Première considération inactuelle
Après la Naissance de la tragédie, Nietzsche s’attaque plus explicitement à des réflexions sur des sujets d’actualité. En avril 1873, il met en chantier sa Première Considération inactuelle sur David Friedrich Strauss, qu’il achèvera le 25 juin. Le livre paraîtra le 8 août 1873.
à travers la figure emblématique de David Strauss, ce sont les philistins de la culture allemande que Nietzsche attaque vigoureusement. Pour réaliser ce projet, il distingue clairement la Kultur de l’homme instruit de la Bildung qui est le propre de l’homme cultivé. L’homme instruit, le philistin, est celui qui vit dans l’illusion de posséder un savoir, qui par essence lui échappe puisqu’il ne l’interroge pas. Or, selon Nietzsche, la culture implique l’idée de sens critique, d’autonomie du jugement, de perception du sens de ce qui existe. Elle passe par une bonne maîtrise de la langue, une connaissance des grandes œuvres de l'art et de la pensée, une ouverture à la démarche scientifique, une idée des lois et des institutions qui régissent la société dans laquelle nous vivons. La Bildung est ce qui permet à l’homme d’être un homme, d’échapper aux déterminismes biologiques et sociaux, d’accéder à la conscience, à la liberté.
C’est ainsi que Nietzsche en vient à s’ériger contre l’idée hégélienne selon laquelle il existerait un moment de l’histoire qui échapperait à l’histoire et d’où il serait possible à l’homme de porter un jugement sur la totalité de celle-ci. Pour Nietzsche, l’homme est jeté là, il n’appartient pas à une histoire, mais à une pure fatalité. C’est donc à lui, par le biais de la culture, Bildung, de s’y déterminer.
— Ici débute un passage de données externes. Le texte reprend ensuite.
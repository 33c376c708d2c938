//! Session repository port.
//!
//! Generic CRUD over session records keyed by id. Writes are guarded by an
//! optimistic version check: a stale write is rejected, never merged.

use async_trait::async_trait;
use std::collections::HashSet;

use crate::domain::foundation::{DomainError, SessionId, Timestamp, UserId};
use crate::domain::session::{Session, SessionStatus};

/// Repository port for Session persistence.
///
/// Implementations must:
/// - return `list` and `filter` results ordered by scheduled start
/// - reject an `upsert` whose version differs from the stored one with
///   `ConcurrencyConflict` (details `expected` / `actual`)
/// - store `version + 1` on success and return it
#[async_trait]
pub trait SessionRepository: Send + Sync {
    /// Every stored session.
    async fn list(&self) -> Result<Vec<Session>, DomainError>;

    async fn find_by_id(&self, id: &SessionId) -> Result<Option<Session>, DomainError>;

    /// Insert (version 0) or replace; returns the new stored version.
    async fn upsert(&self, session: &Session) -> Result<u64, DomainError>;

    async fn filter(&self, filter: &SessionFilter) -> Result<Vec<Session>, DomainError>;

    /// Administrative clear. The only way records are removed.
    async fn clear(&self) -> Result<(), DomainError>;
}

/// Field filters for `SessionRepository::filter`. Unset fields match everything.
#[derive(Debug, Clone, Default, PartialEq, Eq)]
pub struct SessionFilter {
    pub student_id: Option<UserId>,
    pub provider_id: Option<String>,
    pub statuses: Option<HashSet<SessionStatus>>,
    pub payment_reference: Option<String>,
    pub starts_after: Option<Timestamp>,
    pub starts_before: Option<Timestamp>,
}

impl SessionFilter {
    pub fn new() -> Self {
        Self::default()
    }

    pub fn for_student(mut self, student_id: UserId) -> Self {
        self.student_id = Some(student_id);
        self
    }

    pub fn for_provider(mut self, provider_id: impl Into<String>) -> Self {
        self.provider_id = Some(provider_id.into());
        self
    }

    pub fn with_statuses(mut self, statuses: impl IntoIterator<Item = SessionStatus>) -> Self {
        self.statuses = Some(statuses.into_iter().collect());
        self
    }

    pub fn with_payment_reference(mut self, reference: impl Into<String>) -> Self {
        self.payment_reference = Some(reference.into());
        self
    }

    /// Inclusive lower and exclusive upper bound on scheduled start.
    pub fn starting_between(mut self, after: Option<Timestamp>, before: Option<Timestamp>) -> Self {
        self.starts_after = after;
        self.starts_before = before;
        self
    }

    pub fn matches(&self, session: &Session) -> bool {
        if let Some(student) = &self.student_id {
            if session.student_id() != Some(student) {
                return false;
            }
        }
        if let Some(provider) = &self.provider_id {
            if session.provider_id().trim() != provider.trim() {
                return false;
            }
        }
        if let Some(statuses) = &self.statuses {
            if !statuses.contains(&session.status()) {
                return false;
            }
        }
        if let Some(reference) = &self.payment_reference {
            if session.payment_reference() != Some(reference.as_str()) {
                return false;
            }
        }
        if let Some(after) = &self.starts_after {
            if session.scheduled_start().is_before(after) {
                return false;
            }
        }
        if let Some(before) = &self.starts_before {
            if !session.scheduled_start().is_before(before) {
                return false;
            }
        }
        true
    }
}

#[cfg(test)]
mod tests {
    use super::*;
    use crate::domain::foundation::ProviderId;
    use crate::domain::session::{CheckoutBooking, SessionType};

    #[test]
    fn session_repository_is_object_safe() {
        fn _accepts_dyn(_repo: &dyn SessionRepository) {}
    }

    fn session() -> Session {
        let start = Timestamp::parse("2025-06-10T15:00:00Z").unwrap();
        Session::from_checkout(
            CheckoutBooking {
                student_id: UserId::new("student-1").unwrap(),
                provider_id: ProviderId::new("tutor-math-1").unwrap(),
                session_type: SessionType::Tutoring,
                subject: None,
                start,
                end: start.plus_minutes(60),
                price_cents: 7500,
                amount_charged_cents: 7500,
                payment_reference: "cs_1".into(),
            },
            start.minus_hours(48),
        )
        .unwrap()
        .0
    }

    #[test]
    fn empty_filter_matches_everything() {
        assert!(SessionFilter::new().matches(&session()));
    }

    #[test]
    fn filters_combine_with_and() {
        let s = session();
        let student = UserId::new("student-1").unwrap();

        assert!(SessionFilter::new()
            .for_student(student.clone())
            .for_provider("tutor-math-1")
            .with_statuses([SessionStatus::Scheduled])
            .with_payment_reference("cs_1")
            .matches(&s));
        assert!(!SessionFilter::new()
            .for_student(student)
            .with_statuses([SessionStatus::Cancelled])
            .matches(&s));
        assert!(!SessionFilter::new().with_payment_reference("cs_2").matches(&s));
    }

    #[test]
    fn start_window_is_half_open() {
        let s = session();
        let start = s.scheduled_start();
        assert!(SessionFilter::new()
            .starting_between(Some(start), Some(start.plus_minutes(1)))
            .matches(&s));
        assert!(!SessionFilter::new()
            .starting_between(None, Some(start))
            .matches(&s));
    }
}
Et, malgré la densité de son propos on ne peut plus sérieux, cette considération est très loin d’exclure le rire. Jouant du double sens du terme strauss (“bouquet” ou “autruche” en allemand), Nietzsche emploie l’arme la plus forte dont il puisse faire usage, à savoir l’ironie, pour moquer la pensée de son adversaire qu’il n’hésite pas à qualifier de “pensée de l’autruche”.